Entenda a zona morta do Golfo do México neste vídeo da Administração Oceânica e Atmosférica dos EUA
A exigência de manutenção de Áreas de Preservação Permanente (APPs) no Brasil para proteger as matas que margeiam corpos d’água, encostas e topos de morro são, para a pesquisadora, uma vantagem em relação a outros países para evitar justamente o que acontece com o Golfo do México.
Os pesquisadores lembram ainda que a mata ciliar reduz outros danos provocados pela atividade agrícola, como assoreamento dos rios, e protegem ambientes aquáticos. Além de sombrear, ajudando a regular a temperatura da água, as árvores deixam cair folhas, insetos e galhos, que formam micro-habitats importantes para a vida aquática. E esta vegetação é ainda refúgio para animais expulsos da floresta transformada em lavoura.
A fazenda
A Fazenda Tanguro ocupa uma área aproximada de 83 mil hectares, onde parte da floresta foi substituída há quase vinte anos por pastagens. Hoje, produz grãos. Por lá ainda existem cerca de 50 mil hectares de florestas, que abrigam uma fauna diversificada. A pesquisadora KathiJo afirma já ter visto onças, pintadas e vermelhas, e porcos-do-mato por lá. A fazenda é cortada por diversos rios, que sofreram diferentes níveis de impacto provocado pela mudança na paisagem.
Confira o desmatamento na região da Fazenda Tanguro
“A fazenda tem muitas microbacias. Algumas estão dentro de área de cultivo e outras dentro de área de floresta”, conta o biólogo Divino Silvério, que trabalha no escritório do IPAM em Canarana (MT), perto da fazenda. “Eles cultivam soja e milho. Então dá para selecionar”. A localização também é favorável para quem estuda o meio ambiente na Amazônia.
Silvério explica que a Tanguro está em uma área de floresta com porte menor do que nas áreas mais centrais da Bacia Amazônica. Segundo o biólogo, modelos climáticos indicam que estas matas vão sofrer mais com o aquecimento global do que o restante da floresta. Há outro ponto importante para os estudos: é uma região que está dentro do Arco do Desmatamento. A área, assim, sofre uma grande pressão das atividades humanas.
Nas APPs da fazenda, são realizados experimentos pelo IPAM com fogo, por exemplo, para saber o efeito das queimadas sobre a floresta ao longo do tempo. Há estudos que avaliam os efeitos do desmatamento sobre os remanescentes da floresta. Foram instaladas também torres para estudos sobre o fluxo de gases, que pretendem descobrir, dentre outras coisas, se a floresta está absorvendo ou emitindo carbono e comparar os dados com informações obtidas em áreas de lavoura.
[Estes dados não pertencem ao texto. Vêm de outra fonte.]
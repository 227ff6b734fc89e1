//! Talking to the upstream recursive resolver.
//!
//! The query plane is authoritative and never recurses for clients,
//! but two jobs still need someone else's view of the DNS: resolving
//! CNAME targets during flattening, and checking a zone's delegation
//! before activating it.  Both go through here.

use bytes::BytesMut;
use rand::Rng;
use std::net::SocketAddr;
use std::time::Duration;
use tokio::net::{TcpStream, UdpSocket};
use tokio::time::timeout;

use dns_types::protocol::types::{Message, Question};

use crate::net::{read_tcp_bytes, send_tcp_bytes, send_udp_bytes, UDP_PAYLOAD_LIMIT};

/// Hard deadline for a single exchange attempt.
pub const EXCHANGE_TIMEOUT: Duration = Duration::from_secs(5);

/// Ask the upstream resolver a question, preferring UDP and falling
/// back to TCP if the response came back truncated.
///
/// Returns `None` on transport failure or if no response matching the
/// request arrives in time.  A returned message may still carry a
/// non-success rcode: that is the upstream's verdict and callers are
/// expected to pass it on.
pub async fn exchange(address: SocketAddr, question: &Question) -> Option<Message> {
    let mut request = Message::from_question(rand::thread_rng().gen(), question.clone());
    request.header.recursion_desired = true;

    match request.to_octets() {
        Ok(mut serialised_request) => {
            tracing::trace!(%question, %address, "querying upstream resolver");

            if let Some(response) = exchange_udp(address, &mut serialised_request).await {
                if response_matches_request(&request, &response) {
                    if !response.header.is_truncated {
                        return Some(response);
                    }
                    tracing::trace!(%question, "upstream UDP response truncated, retrying over TCP");
                }
            }

            if let Some(response) = exchange_tcp(address, &mut serialised_request).await {
                if response_matches_request(&request, &response) {
                    return Some(response);
                }
            }

            None
        }
        Err(error) => {
            tracing::warn!(message = ?request, ?error, "could not serialise upstream query");
            None
        }
    }
}

/// One UDP attempt, bounded by `EXCHANGE_TIMEOUT`.
async fn exchange_udp(address: SocketAddr, serialised_request: &mut [u8]) -> Option<Message> {
    timeout(
        EXCHANGE_TIMEOUT,
        exchange_udp_notimeout(address, serialised_request),
    )
    .await
    .ok()
    .flatten()
}

async fn exchange_udp_notimeout(
    address: SocketAddr,
    serialised_request: &mut [u8],
) -> Option<Message> {
    if serialised_request.len() > UDP_PAYLOAD_LIMIT {
        return None;
    }

    let mut buf = BytesMut::zeroed(UDP_PAYLOAD_LIMIT);
    let sock = UdpSocket::bind("0.0.0.0:0").await.ok()?;
    sock.connect(address).await.ok()?;
    send_udp_bytes(&sock, serialised_request).await.ok()?;
    let size = sock.recv(&mut buf).await.ok()?;

    Message::from_octets(&buf[..size]).ok()
}

/// One TCP attempt, bounded by `EXCHANGE_TIMEOUT`.
async fn exchange_tcp(address: SocketAddr, serialised_request: &mut [u8]) -> Option<Message> {
    timeout(
        EXCHANGE_TIMEOUT,
        exchange_tcp_notimeout(address, serialised_request),
    )
    .await
    .ok()
    .flatten()
}

async fn exchange_tcp_notimeout(
    address: SocketAddr,
    serialised_request: &mut [u8],
) -> Option<Message> {
    let mut stream = TcpStream::connect(address).await.ok()?;
    send_tcp_bytes(&mut stream, serialised_request).await.ok()?;
    let bytes = read_tcp_bytes(&mut stream).await.ok()?;

    Message::from_octets(bytes.as_ref()).ok()
}

/// Basic validation that a resolver response belongs to the request:
/// ID, opcode, and questions match, and it is actually a response.
///
/// The rcode is deliberately not checked here - failure rcodes are
/// meaningful to callers.
pub fn response_matches_request(request: &Message, response: &Message) -> bool {
    if request.header.id != response.header.id {
        return false;
    }
    if !response.header.is_response {
        return false;
    }
    if request.header.opcode != response.header.opcode {
        return false;
    }
    if request.questions != response.questions {
        return false;
    }

    true
}

#[cfg(test)]
mod tests {
    use dns_types::protocol::types::*;
    use std::net::Ipv4Addr;

    use super::*;

    fn matching_pair() -> (Message, Message) {
        let request = Message::from_question(
            1234,
            Question {
                name: DomainName::from_dotted_string("www.example.com.").unwrap(),
                qtype: QueryType::Record(RecordType::A),
                qclass: QueryClass::Record(RecordClass::IN),
            },
        );

        let mut response = request.make_response();
        response.answers = vec![ResourceRecord {
            name: DomainName::from_dotted_string("www.example.com.").unwrap(),
            rdata: Rdata::A {
                address: Ipv4Addr::new(1, 1, 1, 1),
            },
            rclass: RecordClass::IN,
            ttl: 300,
        }];

        (request, response)
    }

    #[test]
    fn response_matches_request_accepts() {
        let (request, response) = matching_pair();
        assert!(response_matches_request(&request, &response));
    }

    #[test]
    fn response_matches_request_checks_id() {
        let (request, mut response) = matching_pair();
        response.header.id += 1;
        assert!(!response_matches_request(&request, &response));
    }

    #[test]
    fn response_matches_request_checks_qr() {
        let (request, mut response) = matching_pair();
        response.header.is_response = false;
        assert!(!response_matches_request(&request, &response));
    }

    #[test]
    fn response_matches_request_checks_questions() {
        let (request, mut response) = matching_pair();
        response.questions.clear();
        assert!(!response_matches_request(&request, &response));
    }

    #[test]
    fn response_matches_request_allows_failure_rcodes() {
        let (request, mut response) = matching_pair();
        response.header.rcode = Rcode::ServerFailure;
        assert!(response_matches_request(&request, &response));
    }
}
Um dos co-autores do estudo, o ecólogo Christopher Neill, do Woods Hole Research Center (WHRC), destaca que a agropecuária deve melhorar a produtividade, mas se preocupar também em reduzir os impactos negativos da atividade. Para ele, o estudo serve para identificar um ponto de equilíbrio.
Efeito estufa
Os pesquisadores lembram, ainda, outro motivo para buscar mais eficiência no uso de fertilizantes: a adição de nutrientes em lavouras como fósforo e nitrogênio está associada à emissão de gases de efeito estufa. Dados do Sistema de Estimativas de Emissões de Gases de Efeito Estufa (SEEG) indicam que, em 2015, estes adubos foram responsáveis pelo despejo de 13,7 milhões de toneladas de CO2 na atmosfera.